Saturday, July 28, 2012

Caring For Others

3 Do nothing from selfishness or empty conceit, but with humility of mind regard one another as more important than yourselves; 4 do not merely look out for your own personal interests, but also for the interests of others. — Philippians 2:3–4 (NASB95)

Yvette Vickers, a former [model] and B-movie star, best known for her role in Attack of the 50-Foot Woman, would have been 83 in August 2011, but nobody knows exactly how old she was when she died. According to the Los Angeles coroner's report, she lay dead for the better part of a year before a neighbor and fellow actress, a woman named Susan Savage, noticed cobwebs and yellowing letters in her mailbox, reached through a broken window to unlock the door, and pushed her way through the piles of junk mail and mounds of clothing that barricaded the house. Upstairs, she found Vickers's body, mummified, near a heater that was still running. Her computer was on too, its glow permeating the empty space. – Steven Marche, "Is Facebook Making Us Lonely?" The Atlantic (May 2012)

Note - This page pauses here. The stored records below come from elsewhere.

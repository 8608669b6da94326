//! Connection state and frame publication
//!
//! The reader publishes through a `tokio::sync::watch` channel holding the
//! latest [`Published`] snapshot. Every publish wakes all waiting
//! subscriptions at once, and a subscription only ever observes values
//! published after it was created. Slow viewers skip frames instead of
//! queueing them.

use tokio::sync::watch;

use super::frame::Frame;
use crate::stats::SourceCounters;

/// Upstream connection lifecycle
#[derive(Debug, Clone, Copy, PartialEq, Eq)]
pub enum ConnectionState {
    /// Never connected
    Idle,
    /// Reader started, waiting for the camera response
    Connecting,
    /// Reader is parsing frames
    Streaming,
    /// Last reader attempt failed
    Error,
    /// Reader was stopped
    Stopped,
}

impl ConnectionState {
    /// Whether a reader is running
    pub fn is_active(&self) -> bool {
        matches!(self, ConnectionState::Connecting | ConnectionState::Streaming)
    }

    /// Whether waiting viewers should give up
    pub fn is_terminated(&self) -> bool {
        matches!(self, ConnectionState::Error | ConnectionState::Stopped)
    }
}

/// Snapshot published by the reader
#[derive(Debug, Clone)]
pub(crate) struct Published {
    /// Incremented on every new frame
    pub generation: u64,
    /// Most recent frame, kept across reconnects
    pub frame: Option<Frame>,
    pub state: ConnectionState,
    pub error: Option<String>,
}

/// Publishing side shared by an upstream source and its reader task
pub(crate) struct Publisher {
    tx: watch::Sender<Published>,
    counters: SourceCounters,
}

impl Publisher {
    pub fn new() -> Self {
        let (tx, _) = watch::channel(Published {
            generation: 0,
            frame: None,
            state: ConnectionState::Idle,
            error: None,
        });

        Self {
            tx,
            counters: SourceCounters::new(),
        }
    }

    pub fn subscribe(&self) -> watch::Receiver<Published> {
        self.tx.subscribe()
    }

    /// Enter a new state; entering `Connecting` clears the last error
    pub fn set_state(&self, state: ConnectionState) {
        self.tx.send_modify(|p| {
            p.state = state;
            if state == ConnectionState::Connecting {
                p.error = None;
            }
        });
    }

    /// Publish a frame and wake every waiting subscription
    pub fn publish(&self, frame: Frame) {
        self.counters.record_frame(frame.size());
        self.tx.send_modify(|p| {
            p.generation += 1;
            p.frame = Some(frame);
        });
    }

    /// Record the end of a reader run and wake waiting subscriptions
    pub fn finish(&self, state: ConnectionState, error: Option<String>) {
        self.tx.send_modify(|p| {
            p.state = state;
            p.error = error;
        });
    }

    pub fn state(&self) -> ConnectionState {
        self.tx.borrow().state
    }

    pub fn error(&self) -> Option<String> {
        self.tx.borrow().error.clone()
    }

    pub fn last_frame(&self) -> Option<Frame> {
        self.tx.borrow().frame.clone()
    }

    pub fn counters(&self) -> &SourceCounters {
        &self.counters
    }
}

/// A registered consumer's view of an upstream source
///
/// Obtained from [`UpstreamSource::register`](super::UpstreamSource::register)
/// and handed back to `unregister` when the consumer is done.
#[derive(Debug)]
pub struct Subscription {
    id: u64,
    rx: watch::Receiver<Published>,
    seen: u64,
}

impl Subscription {
    pub(crate) fn new(id: u64, rx: watch::Receiver<Published>) -> Self {
        let seen = rx.borrow().generation;
        Self { id, rx, seen }
    }

    /// Consumer ID within the source
    pub fn id(&self) -> u64 {
        self.id
    }

    /// Wait for the next published frame
    ///
    /// Returns `None` once the source enters `Error` or `Stopped`.
    pub async fn next_frame(&mut self) -> Option<Frame> {
        loop {
            if self.rx.changed().await.is_err() {
                return None;
            }

            let snapshot = self.rx.borrow_and_update();
            if snapshot.state.is_terminated() {
                return None;
            }

            if snapshot.generation != self.seen {
                self.seen = snapshot.generation;
                return snapshot.frame.clone();
            }
        }
    }
}
//! Output quality

use std::str::FromStr;

use crate::error::TransformError;

/// Re-encode quality `<0-100>`, kept normalised to 0.0-1.0
///
/// Leaves pixels alone; the pipeline reads it when encoding.
#[derive(Debug, Clone, Copy, PartialEq)]
pub struct Quality {
    pub value: f32,
}

impl Quality {
    /// Quality handed to the encoder (1-100)
    pub fn encoder_quality(&self) -> u8 {
        (self.value * 100.0).round().clamp(1.0, 100.0) as u8
    }
}

impl FromStr for Quality {
    type Err = TransformError;

    fn from_str(s: &str) -> Result<Self, Self::Err> {
        match s.trim().parse::<u8>() {
            Ok(q) if q <= 100 => Ok(Quality {
                value: q as f32 / 100.0,
            }),
            _ => Err(TransformError::invalid("quality", s)),
        }
    }
}

#[cfg(test)]
mod tests {
    use super::*;

    #[test]
    fn test_parse_and_encode() {
        let op: Quality = "40".parse().unwrap();
        assert!((op.value - 0.4).abs() < f32::EPSILON);
        assert_eq!(op.encoder_quality(), 40);

        // Zero still encodes at the lowest valid setting
        assert_eq!("0".parse::<Quality>().unwrap().encoder_quality(), 1);
        assert_eq!("100".parse::<Quality>().unwrap().encoder_quality(), 100);

        assert!("101".parse::<Quality>().is_err());
        assert!("-1".parse::<Quality>().is_err());
        assert!("high".parse::<Quality>().is_err());
    }
}
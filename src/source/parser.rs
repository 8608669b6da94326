//! MJPEG multipart parser
//!
//! Upstream cameras send `multipart/x-mixed-replace` bodies:
//!
//! ```text
//! --<boundary>\r\n
//! content-type: image/jpeg\r\n
//! content-length: <n>\r\n
//! \r\n
//! <n bytes: FF D8 ... FF D9>
//! --<boundary>\r\n
//! ...
//! ```
//!
//! Anything between the end of a payload and the next boundary line is
//! skipped. JPEG payloads whose SOI/EOI markers are wrong are dropped without
//! consuming a sequence number; every other deviation is fatal.

use bytes::Bytes;
use tokio::io::{AsyncBufReadExt, AsyncRead, AsyncReadExt, BufReader};

use super::frame::Frame;
use crate::error::{ParseError, Result};

/// Largest `content-length` accepted for one part
pub const MAX_FRAME_SIZE: usize = 32 * 1024 * 1024;

/// Extract the multipart boundary from a `Content-Type` header value
///
/// Returns the delimiter line as it appears in the body, i.e. prefixed
/// with `--`.
pub fn boundary_from_content_type(content_type: &str) -> Option<String> {
    const TAG: &str = "boundary=";

    let pos = content_type.to_ascii_lowercase().find(TAG)?;
    let rest = &content_type[pos + TAG.len()..];
    let value = match rest.find(';') {
        Some(end) => &rest[..end],
        None => rest,
    };
    let value = value.trim().trim_matches('"');

    if value.is_empty() {
        None
    } else {
        Some(format!("--{}", value))
    }
}

/// Incremental parser turning an upstream body into frames
pub struct FrameParser<R> {
    reader: BufReader<R>,
    boundary: String,
    sequence: u64,
    discarded: u64,
}

impl<R: AsyncRead + Unpin> FrameParser<R> {
    /// Create a parser for a body delimited by `boundary` (including `--`)
    pub fn new(reader: R, boundary: impl Into<String>) -> Self {
        Self {
            reader: BufReader::new(reader),
            boundary: boundary.into(),
            sequence: 0,
            discarded: 0,
        }
    }

    /// Boundary line this parser looks for
    pub fn boundary(&self) -> &str {
        &self.boundary
    }

    /// Number of corrupt frames dropped so far
    pub fn discarded(&self) -> u64 {
        self.discarded
    }

    /// Read the next valid frame
    pub async fn next_frame(&mut self) -> Result<Frame> {
        loop {
            self.skip_to_boundary().await?;

            let mime = self.read_content_type().await?;
            let size = self.read_content_length().await?;

            // Blank separator line
            self.read_line().await?.ok_or(ParseError::UnexpectedEof)?;

            let data = self.read_payload(size).await?;

            if Frame::is_jpeg_mime(&mime) && !Frame::has_jpeg_markers(&data) {
                self.discarded += 1;
                tracing::debug!(
                    size = size,
                    discarded = self.discarded,
                    "JPEG frame has incorrect SOI/EOI markers, discarding"
                );
                continue;
            }

            let frame = Frame::new(mime, data, self.sequence);
            self.sequence += 1;
            return Ok(frame);
        }
    }

    async fn skip_to_boundary(&mut self) -> Result<()> {
        loop {
            match self.read_line().await? {
                Some(line) if line == self.boundary => return Ok(()),
                Some(_) => continue,
                None => return Err(ParseError::UnexpectedEof.into()),
            }
        }
    }

    async fn read_content_type(&mut self) -> Result<String> {
        let line = self.read_line().await?.ok_or(ParseError::UnexpectedEof)?;
        match header_value(&line, "content-type:") {
            Some(mime) => Ok(mime.to_string()),
            None => Err(ParseError::MissingContentType(line).into()),
        }
    }

    async fn read_content_length(&mut self) -> Result<usize> {
        let line = self.read_line().await?.ok_or(ParseError::UnexpectedEof)?;
        let value = header_value(&line, "content-length:")
            .ok_or_else(|| ParseError::MissingContentLength(line.clone()))?;

        match value.parse::<usize>() {
            Ok(size) if size <= MAX_FRAME_SIZE => Ok(size),
            _ => Err(ParseError::InvalidContentLength(value.to_string()).into()),
        }
    }

    async fn read_payload(&mut self, size: usize) -> Result<Bytes> {
        // Grows with what actually arrives
        let mut buf = Vec::with_capacity(size.min(64 * 1024));
        let read = (&mut self.reader)
            .take(size as u64)
            .read_to_end(&mut buf)
            .await?;

        if read != size {
            return Err(ParseError::ShortRead {
                expected: size,
                read,
            }
            .into());
        }

        Ok(Bytes::from(buf))
    }

    /// Read one line, trimmed. `None` at end of stream.
    async fn read_line(&mut self) -> Result<Option<String>> {
        let mut line = Vec::new();
        let n = self.reader.read_until(b'\n', &mut line).await?;
        if n == 0 {
            return Ok(None);
        }

        Ok(Some(String::from_utf8_lossy(&line).trim().to_string()))
    }
}

/// Value of a `name: value` line when the name matches case-insensitively
fn header_value<'a>(line: &'a str, name: &str) -> Option<&'a str> {
    let prefix = line.get(..name.len())?;
    if prefix.eq_ignore_ascii_case(name) {
        Some(line[name.len()..].trim())
    } else {
        None
    }
}
//! Source JPEG quality estimation
//!
//! Re-encoding at a fixed quality would bloat low-quality camera frames, so
//! pipelines without an explicit quality reuse the source's. The quality is
//! recovered from the luminance quantisation table by inverting the libjpeg
//! scaling rule.

/// Quality used when the source quality cannot be determined
pub const DEFAULT_QUALITY: u8 = 85;

/// libjpeg base luminance table (order does not matter for the sum)
const STD_LUMINANCE: [u16; 64] = [
    16, 11, 10, 16, 24, 40, 51, 61, 12, 12, 14, 19, 26, 58, 60, 55, 14, 13, 16, 24, 40, 57, 69,
    56, 14, 17, 22, 29, 51, 87, 80, 62, 18, 22, 37, 56, 68, 109, 103, 77, 24, 35, 55, 64, 81, 104,
    113, 92, 49, 64, 78, 87, 103, 121, 120, 101, 72, 92, 95, 98, 112, 100, 103, 99,
];

const DQT: u8 = 0xDB;
const SOS: u8 = 0xDA;

/// Estimate the encode quality (1-100) of a JPEG
pub fn estimate_quality(data: &[u8]) -> Option<u8> {
    let table = luminance_table(data)?;

    let sum: u32 = table.iter().map(|&v| v as u32).sum();
    let std_sum: u32 = STD_LUMINANCE.iter().map(|&v| v as u32).sum();
    let scale = sum as f64 * 100.0 / std_sum as f64;

    let quality = if scale <= 100.0 {
        (200.0 - scale) / 2.0
    } else {
        5000.0 / scale
    };

    Some(quality.round().clamp(1.0, 100.0) as u8)
}

/// Find quantisation table 0 in the marker segments before the scan
fn luminance_table(data: &[u8]) -> Option<Vec<u16>> {
    if data.len() < 4 || data[0] != 0xFF || data[1] != 0xD8 {
        return None;
    }

    let mut pos = 2;
    while pos + 4 <= data.len() {
        if data[pos] != 0xFF {
            return None;
        }
        let marker = data[pos + 1];
        if marker == 0xFF {
            // Fill byte
            pos += 1;
            continue;
        }
        if marker == SOS {
            return None;
        }

        let len = u16::from_be_bytes([data[pos + 2], data[pos + 3]]) as usize;
        let end = pos + 2 + len;
        if len < 2 || end > data.len() {
            return None;
        }

        if marker == DQT {
            if let Some(table) = table_zero(&data[pos + 4..end]) {
                return Some(table);
            }
        }

        pos = end;
    }

    None
}

/// A DQT segment may hold several tables
fn table_zero(mut segment: &[u8]) -> Option<Vec<u16>> {
    while let Some((&info, rest)) = segment.split_first() {
        let precision = info >> 4;
        let id = info & 0x0F;
        let size = if precision == 0 { 64 } else { 128 };
        if rest.len() < size {
            return None;
        }

        if id == 0 {
            let values = if precision == 0 {
                rest[..64].iter().map(|&v| v as u16).collect()
            } else {
                rest[..128]
                    .chunks_exact(2)
                    .map(|c| u16::from_be_bytes([c[0], c[1]]))
                    .collect()
            };
            return Some(values);
        }

        segment = &rest[size..];
    }

    None
}

#[cfg(test)]
mod tests {
    use image::{Rgb, RgbImage};

    use super::*;
    use crate::codec::{Codec, PortableCodec};

    fn encoded(quality: u8) -> bytes::Bytes {
        let image = RgbImage::from_pixel(16, 16, Rgb([90, 120, 200]));
        PortableCodec::new().encode(&image, quality).unwrap()
    }

    #[test]
    fn test_estimate_matches_encoder() {
        for quality in [30u8, 50, 75, 90] {
            let estimate = estimate_quality(&encoded(quality)).unwrap();
            assert!(
                (estimate as i32 - quality as i32).abs() <= 3,
                "quality {} estimated as {}",
                quality,
                estimate
            );
        }
    }

    #[test]
    fn test_not_a_jpeg() {
        assert_eq!(estimate_quality(b"\x89PNG\r\n"), None);
        assert_eq!(estimate_quality(&[]), None);
        // SOI then straight to scan
        assert_eq!(estimate_quality(&[0xFF, 0xD8, 0xFF, 0xDA, 0x00, 0x02]), None);
    }
}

Yvette Vickers isn’t the only person, surrounded by neighbors, and yet died without anyone knowing about it. Actually, something similar happened to me. We lived in an Atlanta, Georgia suburb and were next door neighbors to a couple who were very difficult to get to know. They were seldom seen, and when they were, they seldom even spoke. The husband was ill, and occasionally a hearse would come and load him up to take him somewhere for treatments of some kind. Once, after having not seen either of them for a while, another neighbor told me, “I think the man over there died.” It seems there was a time when the hearse took him away and never brought him back. Nobody in the neighborhood knew about it until after a few months. Needless to say, it was a little shocking.

That kind of thing will make you think. Maybe I should have been more proactive as a neighbor, maybe I should have gone over to check on him, maybe I should have offered to help. Maybe, maybe, maybe. So whenever I read blurbs like the one about Yvette Vickers, I think I understand how it happens. Sad, but it happens. The truth is I can’t take care of everybody. It does little good to go on a guilt trip. What’s better is to take a more active role among the people we already know. That doesn’t mean we can’t or shouldn’t stretch beyond that, but if we all could just care for the people we know, it would do a world of good.

I’m pretty good at looking out for my own personal interests. I need to do better at looking out for yours. And you? Hey! I’m over here!